Role of opioid peptides in the regulation of DNA synthesis in immature rat uterus

The effects of a single dose of naloxone and of [D-Met², Pro⁵]enkephalinamide on the DNA synthesis in the uterus of 7, 14 and 21-day-old rat were studied. After [D-Met²,Pro⁵]enkephalinamide treatment, an age-dependent decrease in in vitro [³H]thymidine incorporation into DNA was observed in all studied age groups. In the 21-day-old age group a reduced rate of DNA synthesis was detected for 12 h after [D-Met²,Pro⁵]enkephalinamide treatment followed by the return to control values at 24 h. The rate of inhibition was more marked in the younger age groups. The effect of [D--Met²,Pro⁵]enkephalinamide treatment was completely prevented by the opioid antagonist naloxone injected 30 min prior to the agonist treatment.

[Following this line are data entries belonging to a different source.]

//! Actions that modules can return to communicate with the app

/// Actions returned by modules to communicate state changes
#[derive(Debug, Clone, PartialEq, Eq)]
pub enum Action {
    /// No action needed
    None,

    /// Validate the form and fetch samples
    Submit,

    /// Show notification in status bar
    Notify(String, NotifyLevel),

    /// Copy text to the system clipboard
    Copy(String),

    /// Write the last result to disk (optional target path)
    Export(Option<String>),

    /// Move focus to the next widget
    FocusNext,
}

/// Notification levels
#[derive(Debug, Clone, Copy, PartialEq, Eq)]
pub enum NotifyLevel {
    Info,
    Warn,
    Error,
}
//! Async worker - runs in Tokio runtime and serves sample requests

use std::sync::mpsc::{Receiver, Sender, TryRecvError};
use std::sync::Arc;
use std::time::Duration;

use tokio::time::interval;
use tracing::{debug, error, info, warn};

use crate::domain::{FetchOutcome, SampleRequest};
use crate::infrastructure::backend::SampleClient;
use crate::infrastructure::runtime::bridge::{RuntimeCommand, RuntimeEvent};

/// Run the async worker loop until shutdown or until the TUI goes away
pub async fn run_async_worker(
    client: Arc<dyn SampleClient>,
    cmd_rx: Receiver<RuntimeCommand>,
    evt_tx: Sender<RuntimeEvent>,
) {
    let mut poll_interval = interval(Duration::from_millis(25));

    loop {
        poll_interval.tick().await;

        // Requests are served one at a time
        loop {
            let cmd = match cmd_rx.try_recv() {
                Ok(cmd) => cmd,
                Err(TryRecvError::Empty) => break,
                Err(TryRecvError::Disconnected) => {
                    debug!("command channel closed, worker stopping");
                    return;
                }
            };
            match cmd {
                RuntimeCommand::Shutdown => {
                    debug!("worker shutdown requested");
                    return;
                }
                RuntimeCommand::FetchSample { id, request } => {
                    let outcome = fetch_outcome(client.as_ref(), &request).await;
                    if evt_tx.send(RuntimeEvent::SampleReady { id, outcome }).is_err() {
                        debug!(id, "event channel closed, worker stopping");
                        return;
                    }
                }
            }
        }
    }
}

/// Perform one fetch and fold the result into a [`FetchOutcome`]
pub async fn fetch_outcome(client: &dyn SampleClient, request: &SampleRequest) -> FetchOutcome {
    info!(chain = request.chain.wire_value(), address = %request.address, "fetching samples");
    let outcome = FetchOutcome::from(client.fetch_sample(request).await);
    match &outcome {
        FetchOutcome::Records(records) => info!(count = records.len(), "samples received"),
        FetchOutcome::SoftError(message) => warn!(%message, "backend reported an error"),
        FetchOutcome::Transport(err) => error!(error = %err, "sample request failed"),
    }
    outcome
}
//! Command parser for the : command system

/// Parsed command from user input
#[derive(Debug, Clone, PartialEq, Eq)]
pub enum Command {
    // Form commands
    Submit,
    Address(String),
    Chain(String),

    // Result commands
    Export(Option<String>),
    Clear,

    // App commands
    Help,
    Quit,

    // Unknown command
    Unknown(String),
}

/// Parse a command string (without the leading :)
pub fn parse_command(input: &str) -> Command {
    let input = input.trim();
    let mut parts = input.splitn(2, ' ');
    let cmd = parts.next().unwrap_or("");
    let args = parts
        .next()
        .map(|s| s.trim().to_string())
        .filter(|s| !s.is_empty());

    match cmd.to_lowercase().as_str() {
        "submit" | "go" | "sample" => Command::Submit,
        "address" | "addr" => {
            if let Some(addr) = args {
                Command::Address(addr)
            } else {
                Command::Unknown(input.to_string())
            }
        }
        "chain" => {
            if let Some(chain) = args {
                Command::Chain(chain)
            } else {
                Command::Unknown(input.to_string())
            }
        }
        "export" | "save" => Command::Export(args),
        "clear" => Command::Clear,
        "help" | "?" => Command::Help,
        "quit" | "q" | "exit" => Command::Quit,
        _ => Command::Unknown(input.to_string()),
    }
}

#[cfg(test)]
mod tests {
    use super::*;

    #[test]
    fn test_parse_form_commands() {
        assert_eq!(parse_command("submit"), Command::Submit);
        assert_eq!(parse_command("  go "), Command::Submit);
        assert_eq!(
            parse_command("address 0x1234"),
            Command::Address("0x1234".to_string())
        );
        assert_eq!(
            parse_command("chain arbitrum"),
            Command::Chain("arbitrum".to_string())
        );
    }

    #[test]
    fn test_parse_result_commands() {
        assert_eq!(parse_command("export"), Command::Export(None));
        assert_eq!(
            parse_command("export /tmp/out.csv"),
            Command::Export(Some("/tmp/out.csv".to_string()))
        );
        assert_eq!(parse_command("clear"), Command::Clear);
    }

    #[test]
    fn test_parse_missing_arguments() {
        assert_eq!(parse_command("addr"), Command::Unknown("addr".to_string()));
        assert_eq!(parse_command("chain   "), Command::Unknown("chain".to_string()));
    }

    #[test]
    fn test_parse_unknown() {
        assert_eq!(parse_command("QUIT"), Command::Quit);
        assert_eq!(
            parse_command("notacommand"),
            Command::Unknown("notacommand".to_string())
        );
    }
}
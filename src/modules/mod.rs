//! UI Modules
//!
//! Each module implements the Module trait and handles its own key input.
//!
//! Modules:
//! - input: chain selector, address field, submit button
//! - results: collapsible per-transaction sections
//! - export: writes the last result to CSV/JSON

pub mod export;
pub mod input;
pub mod results;

pub use input::{Field, InputController, Submission};
pub use results::{ResultState, ResultsPanel, SectionState};
//! Results panel - renders the last fetch outcome as collapsible sections

use crossterm::event::{KeyCode, KeyEvent};

use crate::core::{Action, Module, NotifyLevel, Session};
use crate::domain::render::{render_records, ResultView, Section};
use crate::domain::FetchOutcome;

#[derive(Debug, Clone)]
pub struct SectionState {
    pub section: Section,
    pub expanded: bool,
}

/// What the panel is currently showing
#[derive(Debug, Clone)]
pub enum ResultState {
    /// Nothing submitted yet
    Idle,
    Loading,
    /// Successful call, zero records
    Empty,
    Sections(Vec<SectionState>),
    /// Backend answered with `error_message`
    Warning(String),
    /// Timeout, connection or HTTP failure
    Failed(String),
}

#[derive(Debug, Clone)]
pub struct ResultsPanel {
    state: ResultState,
    selected: usize,
}

impl Default for ResultsPanel {
    fn default() -> Self {
        Self::new()
    }
}

impl ResultsPanel {
    pub fn new() -> Self {
        Self {
            state: ResultState::Idle,
            selected: 0,
        }
    }

    pub fn state(&self) -> &ResultState {
        &self.state
    }

    pub fn selected(&self) -> usize {
        self.selected
    }

    pub fn show_loading(&mut self) {
        self.state = ResultState::Loading;
        self.selected = 0;
    }

    pub fn clear(&mut self) {
        self.state = ResultState::Idle;
        self.selected = 0;
    }

    pub fn show_outcome(&mut self, outcome: &FetchOutcome) {
        self.selected = 0;
        self.state = match outcome {
            FetchOutcome::Records(records) => match render_records(records) {
                ResultView::Empty => ResultState::Empty,
                ResultView::Sections(sections) => ResultState::Sections(
                    sections
                        .into_iter()
                        .map(|section| SectionState {
                            section,
                            expanded: false,
                        })
                        .collect(),
                ),
            },
            FetchOutcome::SoftError(message) => ResultState::Warning(message.clone()),
            FetchOutcome::Transport(err) => ResultState::Failed(err.to_string()),
        };
    }

    pub fn sections(&self) -> &[SectionState] {
        match &self.state {
            ResultState::Sections(sections) => sections,
            _ => &[],
        }
    }

    fn sections_mut(&mut self) -> &mut [SectionState] {
        match &mut self.state {
            ResultState::Sections(sections) => sections,
            _ => &mut [],
        }
    }

    pub fn section_count(&self) -> usize {
        self.sections().len()
    }

    pub fn move_up(&mut self) {
        self.selected = self.selected.saturating_sub(1);
    }

    pub fn move_down(&mut self) {
        let len = self.section_count();
        if len > 0 && self.selected + 1 < len {
            self.selected += 1;
        }
    }

    pub fn toggle_selected(&mut self) {
        let selected = self.selected;
        if let Some(state) = self.sections_mut().get_mut(selected) {
            state.expanded = !state.expanded;
        }
    }

    pub fn set_all_expanded(&mut self, expanded: bool) {
        for state in self.sections_mut() {
            state.expanded = expanded;
        }
    }

    pub fn selected_tx_hash(&self) -> Option<&str> {
        self.sections()
            .get(self.selected)
            .and_then(|state| state.section.tx_hash.as_deref())
    }

    /// Line offset of the selected section header within the rendered panel
    pub fn selected_line_offset(&self) -> usize {
        self.sections()
            .iter()
            .take(self.selected)
            .map(|state| {
                1 + if state.expanded {
                    state.section.body.lines.len()
                } else {
                    0
                }
            })
            .sum()
    }
}

impl Module for ResultsPanel {
    fn handle_key(&mut self, key: KeyEvent, _session: &mut Session) -> Action {
        match key.code {
            KeyCode::Up | KeyCode::Char('k') => {
                self.move_up();
                Action::None
            }
            KeyCode::Down | KeyCode::Char('j') => {
                self.move_down();
                Action::None
            }
            KeyCode::Home => {
                self.selected = 0;
                Action::None
            }
            KeyCode::End | KeyCode::Char('G') => {
                self.selected = self.section_count().saturating_sub(1);
                Action::None
            }
            KeyCode::Enter | KeyCode::Char(' ') => {
                self.toggle_selected();
                Action::None
            }
            KeyCode::Char('e') => {
                self.set_all_expanded(true);
                Action::None
            }
            KeyCode::Char('c') => {
                self.set_all_expanded(false);
                Action::None
            }
            KeyCode::Char('y') => match self.selected_tx_hash() {
                Some(hash) => Action::Copy(hash.to_string()),
                None => Action::Notify("Nothing to copy".into(), NotifyLevel::Warn),
            },
            KeyCode::Char('x') => Action::Export(None),
            _ => Action::None,
        }
    }
}

#[cfg(test)]
mod tests {
    use super::*;
    use crate::domain::TransactionRecord;
    use crate::error::TransportError;
    use crossterm::event::KeyModifiers;
    use serde_json::json;
    use std::time::Duration;

    fn records(values: serde_json::Value) -> Vec<TransactionRecord> {
        serde_json::from_value(values).unwrap()
    }

    fn key(code: KeyCode) -> KeyEvent {
        KeyEvent::new(code, KeyModifiers::NONE)
    }

    #[test]
    fn test_empty_records_show_notice() {
        let mut panel = ResultsPanel::new();
        panel.show_outcome(&FetchOutcome::Records(vec![]));
        assert!(matches!(panel.state(), ResultState::Empty));
        assert_eq!(panel.section_count(), 0);
    }

    #[test]
    fn test_errors_have_distinct_states_and_no_sections() {
        let mut panel = ResultsPanel::new();
        panel.show_outcome(&FetchOutcome::SoftError("chain not supported".into()));
        assert!(matches!(panel.state(), ResultState::Warning(msg) if msg == "chain not supported"));
        assert_eq!(panel.section_count(), 0);

        panel.show_outcome(&FetchOutcome::Transport(TransportError::Timeout(
            Duration::from_secs(60),
        )));
        assert!(matches!(panel.state(), ResultState::Failed(msg) if msg.contains("timed out")));
        assert_eq!(panel.section_count(), 0);
    }

    #[test]
    fn test_navigation_and_toggle() {
        let mut panel = ResultsPanel::new();
        panel.show_outcome(&FetchOutcome::Records(records(json!([
            { "tx_hash": "0xaaa", "block": 1 },
            { "tx_hash": "0xbbb", "block": 2, "nonce": 3 }
        ]))));
        let mut session = Session::default();

        assert_eq!(panel.section_count(), 2);
        assert!(panel.sections().iter().all(|s| !s.expanded));

        panel.handle_key(key(KeyCode::Enter), &mut session);
        assert!(panel.sections()[0].expanded);
        panel.handle_key(key(KeyCode::Char('j')), &mut session);
        panel.handle_key(key(KeyCode::Char('j')), &mut session);
        assert_eq!(panel.selected(), 1);
        assert_eq!(panel.selected_line_offset(), 1 + 2);

        assert_eq!(
            panel.handle_key(key(KeyCode::Char('y')), &mut session),
            Action::Copy("0xbbb".into())
        );

        panel.handle_key(key(KeyCode::Char('e')), &mut session);
        assert!(panel.sections().iter().all(|s| s.expanded));
        panel.handle_key(key(KeyCode::Char('c')), &mut session);
        assert!(panel.sections().iter().all(|s| !s.expanded));
    }

    #[test]
    fn test_copy_without_hash_warns() {
        let mut panel = ResultsPanel::new();
        panel.show_outcome(&FetchOutcome::Records(records(json!([{ "block": 1 }]))));
        let action = panel.handle_key(key(KeyCode::Char('y')), &mut Session::default());
        assert!(matches!(action, Action::Notify(_, NotifyLevel::Warn)));
    }
}
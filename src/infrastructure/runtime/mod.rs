//! Runtime infrastructure - Tokio runtime bridge for async operations

mod bridge;
mod worker;

pub use bridge::{RuntimeBridge, RuntimeCommand, RuntimeEvent};
pub use worker::{fetch_outcome, run_async_worker};
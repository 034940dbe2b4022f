//! CSV Export
//!
//! One row per sampled transaction. Nested values are left to the JSON export.

use std::path::Path;

use serde_json::Value;

use crate::domain::TransactionRecord;

/// Write records to CSV file
pub fn write_records(
    path: &Path,
    records: &[TransactionRecord],
) -> Result<usize, Box<dyn std::error::Error>> {
    let mut wtr = csv::Writer::from_path(path)?;

    // Write header
    wtr.write_record(["index", "tx_hash", "fields", "log_count"])?;

    // Write data rows
    for (idx, record) in records.iter().enumerate() {
        wtr.write_record([
            (idx + 1).to_string(),
            record.tx_hash().unwrap_or_default().to_string(),
            scalar_fields(record),
            record
                .log_count()
                .map(|count| count.to_string())
                .unwrap_or_default(),
        ])?;
    }

    wtr.flush()?;
    Ok(records.len())
}

/// Top-level scalar fields other than `tx_hash` as `key=value; ...`
fn scalar_fields(record: &TransactionRecord) -> String {
    record
        .fields()
        .iter()
        .filter(|(key, _)| key.as_str() != "tx_hash")
        .filter_map(|(key, value)| match value {
            Value::Object(_) | Value::Array(_) => None,
            Value::String(s) => Some(format!("{key}={s}")),
            other => Some(format!("{key}={other}")),
        })
        .collect::<Vec<_>>()
        .join("; ")
}
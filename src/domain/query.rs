//! Shareable query string (`?chain=eth&address=0x..`) and the request built from it

use reqwest::Url;

use super::chain::Chain;

/// Base used to borrow `Url`'s query encoding; never contacted.
const QUERY_BASE: &str = "sampler://session/";

/// The (chain, address) pair that survives across submissions.
#[derive(Debug, Clone, PartialEq, Eq, Default)]
pub struct QueryParams {
    pub chain: Chain,
    pub address: String,
}

impl QueryParams {
    pub fn new(chain: Chain, address: impl Into<String>) -> Self {
        Self {
            chain,
            address: address.into(),
        }
    }

    /// Parse `chain=..&address=..` with or without a leading `?`.
    ///
    /// Each parameter falls back independently: an absent or unknown chain
    /// becomes Ethereum, an absent address becomes empty.
    pub fn parse(query: &str) -> Self {
        let trimmed = query.trim();
        let trimmed = trimmed
            .rsplit_once('?')
            .map(|(_, rest)| rest)
            .unwrap_or(trimmed);

        let Ok(url) = Url::parse(&format!("{QUERY_BASE}?{trimmed}")) else {
            return Self::default();
        };

        let mut params = Self::default();
        for (key, value) in url.query_pairs() {
            match key.as_ref() {
                "chain" => params.chain = Chain::from_wire(&value).unwrap_or_default(),
                "address" => params.address = value.into_owned(),
                _ => {}
            }
        }
        params
    }

    /// Encoded form including the leading `?`
    pub fn to_query_string(&self) -> String {
        let Ok(mut url) = Url::parse(QUERY_BASE) else {
            return String::new();
        };
        url.query_pairs_mut()
            .append_pair("chain", self.chain.wire_value())
            .append_pair("address", &self.address);
        url.query().map(|q| format!("?{q}")).unwrap_or_default()
    }

    /// Same query with a chain the form can actually submit
    pub fn into_selectable(mut self) -> Self {
        if !self.chain.is_selectable() {
            self.chain = Chain::default();
        }
        self
    }
}

/// One validated call to the backend's `/sample` endpoint
#[derive(Debug, Clone, PartialEq, Eq)]
pub struct SampleRequest {
    pub chain: Chain,
    pub address: String,
}

impl From<&QueryParams> for SampleRequest {
    fn from(params: &QueryParams) -> Self {
        Self {
            chain: params.chain,
            address: params.address.clone(),
        }
    }
}
//! Error types shared across the sampler layers

use std::path::PathBuf;
use std::time::Duration;

use thiserror::Error;

/// Address rejected before any network call is made
#[derive(Debug, Clone, PartialEq, Eq, Error)]
pub enum ValidationError {
    #[error("Invalid EVM address. Please enter a valid address.")]
    InvalidAddress { input: String },
}

/// Anything that went wrong between sending the request and decoding a 2xx body
#[derive(Debug, Clone, PartialEq, Eq, Error)]
pub enum TransportError {
    #[error("invalid backend url '{url}': {reason}")]
    InvalidUrl { url: String, reason: String },

    #[error("request timed out after {0:?}")]
    Timeout(Duration),

    #[error("connection failed: {0}")]
    Connect(String),

    #[error("backend returned HTTP {status}{}", fmt_body(.body))]
    Status { status: u16, body: String },

    #[error("failed to decode response: {0}")]
    Decode(String),

    #[error("request failed: {0}")]
    Request(String),

    #[error("worker unavailable: {0}")]
    Worker(String),
}

fn fmt_body(body: &str) -> String {
    if body.is_empty() {
        String::new()
    } else {
        format!(": {body}")
    }
}

#[derive(Debug, Error)]
pub enum ConfigError {
    #[error("failed to read config {path}: {source}")]
    Read {
        path: PathBuf,
        #[source]
        source: std::io::Error,
    },

    #[error("failed to parse config: {0}")]
    Parse(#[from] toml::de::Error),
}
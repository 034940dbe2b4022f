//! Module trait for focusable screen components

use crossterm::event::KeyEvent;

use super::{Action, Session};

/// Trait for UI modules that can handle input
pub trait Module {
    /// Handle keyboard input
    /// Returns an Action describing what should happen
    fn handle_key(&mut self, key: KeyEvent, session: &mut Session) -> Action;
}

Naloxone itself resulted in an increase in uterine DNA synthesis. This effect was also more pronounced in younger animals. Specific [³H]naloxone binding was detected both in membrane and nuclear fractions of uterine homogenates. While no age-related changes in binding affinities were found, the number of binding sites varied characteristically during development. Our data suggest the novel involvement of opioid peptides and their receptors in the regulation of uterine development.